(Saved data entries)
* * *
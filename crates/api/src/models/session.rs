//! Session types.

use chrono::{DateTime, Utc};
use secrecy::SecretString;
use serde::Serialize;

use contacts_core::{UserId, Username};

use super::User;

/// The owner identity attached to an authenticated request.
///
/// Produced by the bearer-token extractor and passed explicitly to every
/// contact operation.
#[derive(Debug, Clone, PartialEq, Eq, Serialize)]
pub struct AuthenticatedUser {
    /// Owner ID used for every contact query.
    pub id: UserId,
    /// Display name for the client.
    pub username: Username,
}

impl From<User> for AuthenticatedUser {
    fn from(user: User) -> Self {
        Self {
            id: user.id,
            username: user.username,
        }
    }
}

/// A freshly issued bearer token.
///
/// The plaintext token only exists here; the store keeps its digest.
#[derive(Debug)]
pub struct IssuedToken {
    /// Opaque token value to hand to the client.
    pub token: SecretString,
    /// When the token stops being accepted.
    pub expires_at: DateTime<Utc>,
}
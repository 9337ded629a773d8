//! Bearer token extractors.
//!
//! The owner identity of a request comes only from its
//! `Authorization: Bearer <token>` header, resolved per request through the
//! session store. Handlers receive it as an explicit value.

use axum::{
    extract::FromRequestParts,
    http::{header::AUTHORIZATION, request::Parts},
};

use crate::error::{AppError, set_sentry_user};
use crate::models::AuthenticatedUser;
use crate::services::AuthError;
use crate::state::AppState;

/// Extractor that requires a valid bearer token.
///
/// Rejects with 401 if the header is missing or malformed, or the token is
/// unknown, revoked or expired.
///
/// # Example
///
/// ```rust,ignore
/// async fn protected_handler(
///     RequireAuth(user): RequireAuth,
/// ) -> impl IntoResponse {
///     format!("Hello, {}!", user.username)
/// }
/// ```
pub struct RequireAuth(pub AuthenticatedUser);

impl FromRequestParts<AppState> for RequireAuth {
    type Rejection = AppError;

    async fn from_request_parts(
        parts: &mut Parts,
        state: &AppState,
    ) -> Result<Self, Self::Rejection> {
        let BearerToken(token) = BearerToken::from_request_parts(parts, state).await?;
        let user = state.auth().authenticate(&token).await?;

        tracing::Span::current().record("user_id", user.id.as_i64());
        set_sentry_user(&user.id, user.username.as_str());

        Ok(Self(user))
    }
}

/// Extractor for the raw bearer token, without resolving it.
///
/// Used by logout, which must be able to revoke a token it is handed.
pub struct BearerToken(pub String);

impl<S> FromRequestParts<S> for BearerToken
where
    S: Send + Sync,
{
    type Rejection = AppError;

    async fn from_request_parts(parts: &mut Parts, _state: &S) -> Result<Self, Self::Rejection> {
        parts
            .headers
            .get(AUTHORIZATION)
            .and_then(|value| value.to_str().ok())
            .and_then(bearer_token)
            .map(|token| Self(token.to_owned()))
            .ok_or(AppError::Auth(AuthError::Unauthorized))
    }
}

/// Extract the token from an `Authorization` header value.
///
/// The scheme is matched case-insensitively; an empty token is rejected.
fn bearer_token(header: &str) -> Option<&str> {
    let (scheme, token) = header.trim().split_once(' ')?;
    if !scheme.eq_ignore_ascii_case("bearer") {
        return None;
    }

    let token = token.trim();
    (!token.is_empty()).then_some(token)
}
* * *
What to do
Word for word, repeat the records above.

Your solution
filename crates/api/src/models/session.rs
//! Session types.

use chrono::{DateTime, Utc};
use secrecy::SecretString;
use serde::Serialize;

use contacts_core::{UserId, Username};

use super::User;

/// The owner identity attached to an authenticated request.
///
/// Produced by the bearer-token extractor and passed explicitly to every
/// contact operation.
#[derive(Debug, Clone, PartialEq, Eq, Serialize)]
pub struct AuthenticatedUser {
    /// Owner ID used for every contact query.
    pub id: UserId,
    /// Display name for the client.
    pub username: Username,
}

impl From<User> for AuthenticatedUser {
    fn from(user: User) -> Self {
        Self {
            id: user.id,
            username: user.username,
        }
    }
}

/// A freshly issued bearer token.
///
/// The plaintext token only exists here; the store keeps its digest.
#[derive(Debug)]
pub struct IssuedToken {
    /// Opaque token value to hand to the client.
    pub token: SecretString,
    /// When the token stops being accepted.
    pub expires_at: DateTime<Utc>,
}
repository 9337ded629a773d8
//! Bearer token extractors.
//!
//! The owner identity of a request comes only from its
//! `Authorization: Bearer <token>` header, resolved per request through the
//! session store. Handlers receive it as an explicit value.

use axum::{
    extract::FromRequestParts,
    http::{header::AUTHORIZATION, request::Parts},
};

use crate::error::{AppError, set_sentry_user};
use crate::models::AuthenticatedUser;
use crate::services::AuthError;
use crate::state::AppState;

/// Extractor that requires a valid bearer token.
///
/// Rejects with 401 if the header is missing or malformed, or the token is
/// unknown, revoked or expired.
///
/// # Example
///
/// ```rust,ignore
/// async fn protected_handler(
///     RequireAuth(user): RequireAuth,
/// ) -> impl IntoResponse {
///     format!("Hello, {}!", user.username)
/// }
/// ```
pub struct RequireAuth(pub AuthenticatedUser);

impl FromRequestParts<AppState> for RequireAuth {
    type Rejection = AppError;

    async fn from_request_parts(
        parts: &mut Parts,
        state: &AppState,
    ) -> Result<Self, Self::Rejection> {
        let BearerToken(token) = BearerToken::from_request_parts(parts, state).await?;
        let user = state.auth().authenticate(&token).await?;

        tracing::Span::current().record("user_id", user.id.as_i64());
        set_sentry_user(&user.id, user.username.as_str());

        Ok(Self(user))
    }
}

/// Extractor for the raw bearer token, without resolving it.
///
/// Used by logout, which must be able to revoke a token it is handed.
pub struct BearerToken(pub String);

impl<S> FromRequestParts<S> for BearerToken
where
    S: Send + Sync,
{
    type Rejection = AppError;

    async fn from_request_parts(parts: &mut Parts, _state: &S) -> Result<Self, Self::Rejection> {
        parts
            .headers
            .get(AUTHORIZATION)
            .and_then(|value| value.to_str().ok())
            .and_then(bearer_token)
            .map(|token| Self(token.to_owned()))
            .ok_or(AppError::Auth(AuthError::Unauthorized))
    }
}

/// Extract the token from an `Authorization` header value.
///
/// The scheme is matched case-insensitively; an empty token is rejected.
fn bearer_token(header: &str) -> Option<&str> {
    let (scheme, token) = header.trim().split_once(' ')?;
    if !scheme.eq_ignore_ascii_case("bearer") {
        return None;
    }

    let token = token.trim();
    (!token.is_empty()).then_some(token)
}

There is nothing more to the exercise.